┌────────

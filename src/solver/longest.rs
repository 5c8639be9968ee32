//! Longest word search for the Letters round

use crate::core::{Language, can_form_word};
use crate::wordlists::Lexicon;

/// Find the longest dictionary word that can be spelled from `letters`
///
/// Scans the language's words from longest to shortest and returns the first
/// one the rack can form, uppercased. Among words of equal length the list
/// order decides.
///
/// # Examples
/// ```
/// use countdown::core::Language;
/// use countdown::solver::find_longest_word;
/// use countdown::wordlists::{Lexicon, WordList};
///
/// let english = WordList::new(Language::English, ["dare", "ready", "zebra"], Vec::<&str>::new());
/// let lexicon = Lexicon::new(english, WordList::default());
/// let letters: Vec<char> = "READYXJQZ".chars().collect();
///
/// assert_eq!(
///     find_longest_word(&lexicon, &letters, Language::English).as_deref(),
///     Some("READY")
/// );
/// ```
#[must_use]
pub fn find_longest_word(lexicon: &Lexicon, letters: &[char], language: Language) -> Option<String> {
    lexicon
        .words(language)
        .by_length()
        .iter()
        .find(|word| can_form_word(word, letters))
        .map(|word| word.to_uppercase())
}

└────────

* _About this exercise_
Please return the lines above exactly, from the first one down to the line with "returns the first", and stop after that line.

* _Your solution_
filename src/solver/longest.rs
repository 5c8639be9968ee32
//! Longest word search for the Letters round

use crate::core::{Language, can_form_word};
use crate::wordlists::Lexicon;

/// Find the longest dictionary word that can be spelled from `letters`
///
/// Scans the language's words from longest to shortest and returns the first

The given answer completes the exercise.